DIFESA – Il portiere Rafael ha fatto vedere le sue capacità già nella finale di Supercoppa, dimostrando personalità, riflessi e istinto da campione. A destra il ritrovato Maggio garantisce la solita spinta, ma non irreprensibile è la sua copertura, mentre  il centrale Britos, adattato a sinistra, potrebbe subire le percussioni di Lichtsteiner. In questa zona Benitez non potrà contare sull’intraprendenza di Gouhlam, impegnato nella Coppa d’Africa. Nella coppia centrale, all’esperienza di Albiol farà da conraltare all’inesperienza di Koulibaly, che pur dotato di notevoli mezzi atletici non convince sul piano tecnico-tattico. In questo reparto poche solo le alternative ai titoalri, con il brasiliano Enrique non sempre all’altezza della situazione.

CENTROCAMPO –
I prescelti del tecnico spagnolo saranno gli stessi della finale di Supercoppa, con Gargano che dovrà spezzare il gioco avversario, aiutato da David Lopez, a cui spetterà anche il compito di impostare l’azione da dietro. Gli inserimenti saranno affidati a un Hamsik che sta ritrovando la sua vena realizzativa, ma anche il neo acquisto De Guzman garantisce forza propulsiva e concretezza sotto porta. Callejon sarà uno dei più temibili in zona gol, per la sua capacità di incunearsi in area con o senza palla, cercando il suo compagno d’attacco Higuain. L’aternativa di lusso sarà il funanbolo Mertens, che è in grado di fare la differenza quando gli avversari si allungano, grazie alla sua rapidità e un tiro notevole. Difficilmente potranno trovare spazio Inler e Jorginho, che non sembrano godere di grossa considerazione dal mister.

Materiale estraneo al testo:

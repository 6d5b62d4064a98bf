//! JSON POST with a hard deadline, shared by the text and image providers.

use std::time::Duration;

use serde_json::Value;

use crate::llm::error::ProviderError;

/// An outgoing JSON request to a bearer-authenticated endpoint.
pub(crate) struct JsonPost<'a> {
    pub url: &'a str,
    pub api_key: &'a str,
    pub headers: &'a [(String, String)],
    pub body: &'a Value,
}

/// Send the request and decode a JSON body.
///
/// The whole exchange (connect, send, read) is bounded by `deadline`; past it
/// the in-flight future is dropped, which aborts the request. Non-2xx statuses
/// are classified by `ProviderError::from_status`.
pub(crate) async fn post_json(
    client: &reqwest::Client,
    request: JsonPost<'_>,
    deadline: Duration,
) -> Result<Value, ProviderError> {
    let exchange = async {
        let mut builder = client
            .post(request.url)
            .bearer_auth(request.api_key)
            .json(request.body);
        for (name, value) in request.headers {
            builder = builder.header(name.as_str(), value.as_str());
        }

        let response = builder.send().await?;
        let status = response.status();
        if !status.is_success() {
            let body = response.text().await.unwrap_or_default();
            return Err(ProviderError::from_status(status.as_u16(), body));
        }

        let text = response.text().await?;
        serde_json::from_str::<Value>(&text)
            .map_err(|e| ProviderError::MalformedResponse(format!("invalid JSON: {}", e)))
    };

    match tokio::time::timeout(deadline, exchange).await {
        Ok(result) => result,
        Err(_) => Err(ProviderError::Timeout(deadline)),
    }
}

/// Walk `path` through nested objects/arrays and return a non-empty string.
pub(crate) fn extract_str<'v>(value: &'v Value, path: &[PathStep]) -> Option<&'v str> {
    let mut cur = value;
    for step in path {
        cur = match step {
            PathStep::Key(k) => cur.get(*k)?,
            PathStep::Index(i) => cur.get(*i)?,
        };
    }
    cur.as_str().filter(|s| !s.trim().is_empty())
}

#[derive(Debug, Clone, Copy)]
pub(crate) enum PathStep {
    Key(&'static str),
    Index(usize),
}

#[cfg(test)]
mod tests {
    use super::*;
    use serde_json::json;

    #[test]
    fn extract_nested_content() {
        let body = json!({ "choices": [ { "message": { "content": "你好" } } ] });
        let path = [
            PathStep::Key("choices"),
            PathStep::Index(0),
            PathStep::Key("message"),
            PathStep::Key("content"),
        ];
        assert_eq!(extract_str(&body, &path), Some("你好"));
    }

    #[test]
    fn extract_rejects_missing_and_blank() {
        let path = [PathStep::Key("data"), PathStep::Index(0), PathStep::Key("url")];
        assert_eq!(extract_str(&json!({}), &path), None);
        assert_eq!(extract_str(&json!({ "data": [] }), &path), None);
        assert_eq!(extract_str(&json!({ "data": [ { "url": "  " } ] }), &path), None);
        assert_eq!(extract_str(&json!({ "data": [ { "url": 3 } ] }), &path), None);
    }
}
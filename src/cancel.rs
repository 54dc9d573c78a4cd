//! Cancellation token for interrupt handling
//!
//! The token is set from the ctrl-c handler thread and polled between
//! pipeline phases, so an interrupt aborts the run before the report is
//! written instead of cutting the process off mid-write.

use std::sync::atomic::{AtomicBool, Ordering};
use std::sync::Arc;

/// Shared cancellation flag
#[derive(Debug, Clone, Default)]
pub struct CancelToken {
    flag: Arc<AtomicBool>,
}

impl CancelToken {
    /// Create a new, untriggered token
    pub fn new() -> Self {
        Self::default()
    }

    /// Request cancellation. Safe to call from a signal handler thread.
    pub fn cancel(&self) {
        self.flag.store(true, Ordering::SeqCst);
    }

    /// Check whether cancellation was requested
    pub fn is_cancelled(&self) -> bool {
        self.flag.load(Ordering::SeqCst)
    }
}
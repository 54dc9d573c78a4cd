//! yamllint-junit - yamllint output to JUnit XML converter
//!
//! Converts the line-oriented diagnostic output of yamllint into a
//! JUnit-compatible XML test report, so CI dashboards that understand
//! JUnit XML can display lint results as pass/fail/skip test cases.
//!
//! # Architecture
//!
//! ```text
//! CLI -> InputSource -> Finding::parse (per line) -> SuiteReport -> JUnit XML
//! ```
//!
//! The pipeline is a single linear pass: acquire input, normalize lines,
//! parse findings, fold them into a report, serialize. Warnings become
//! skipped test cases, everything else becomes failures, and a clean run
//! emits one synthetic passing case so dashboards never see "no tests".
//! A cancellation token threaded through [`pipeline::run`] aborts the run
//! before the destination is written.

pub mod cancel;
pub mod finding;
pub mod input;
pub mod output;
pub mod pipeline;
pub mod report;

// Re-export main types
pub use cancel::CancelToken;
pub use finding::{Finding, ParseError, Severity};
pub use input::InputSource;
pub use output::JUnitFormatter;
pub use pipeline::{Config, PipelineError, RunStatus};
pub use report::{CaseStatus, StatusKind, SuiteReport, TestCase};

ATTACCO – Sulle spalle del “Pipita” Higuain si baserà il reparto avanzato, con il supporto dell’esterno d’attacco Callejon e sorretto dagli inserimenti di Hamsik e De Guzman. Benitez però, oltre a Mertens potrà contare sull’ariete colombiano Zapata, che in alcune occasioni non ha fatto nemmeno rimpiangere Higuain, per la sua capacità di conquistarsi lo spazio all’inerno dell’area, andnado alla conclusione sia di testa che di piede con buona efficacia. Fresco di trasferimento, bisognerà vedere come si integrerà negli schemi di Benitez, il mancato juventino Gabbiadini, ma il suo sinistro micidiale sarà un’arma in più a disposizione del tecnico, visto anche la perdurante assenza di Insigne.

BENITEZ –
Tecnico manicale nella sua trasposizione di gioco, che richiede dai suoi corsa e disciplina tattica. Il modulo adottato è il 4-2-3-1, che a taratti si trasforma in 4-3-3, con le due ali che diventano due punte aggiunte. Le sue squadre prediligono andare all’attacco e a volte scoprono la difesa, andando incontro alle pericolose ripartenze dell’avversario di turno. Lui difficilmente sbaglia i big match, cosa che ha ampiamente dimostrato vincendo dieci finali in carriera, non ultima quella Supercoppa a spese dei bianconeri. Il suo Napoli attuale dopo un periodo di insicurezza ditro sembra aver trovato il giusto equilibrio di squadra e come ha già fatto vedere contro la Roma e la stessa Juve è in grado di battere chiunque.

PUNTI FORTI – La forza esplosiva dell’attacco e la crescita dell’equilibrio difensivo,  a partire dallo stato di forma del portiere Rafael. Molte alternative di qualità, soprattutto sugli esterni d’attacco. Capacità di esaltarsi nelle grandi sfide, riuscendo a mantenere i ritmi elevati anche nei munti finali.

PUNTI DEBOLI – Mancanza di continuità nell’arco di una competizione lunga. Il rischio di specchiarsi troppo nel bel gioco, permettendo agli avversari di poter contrabbattere azione su azione. Mancanza di alternative in difesa.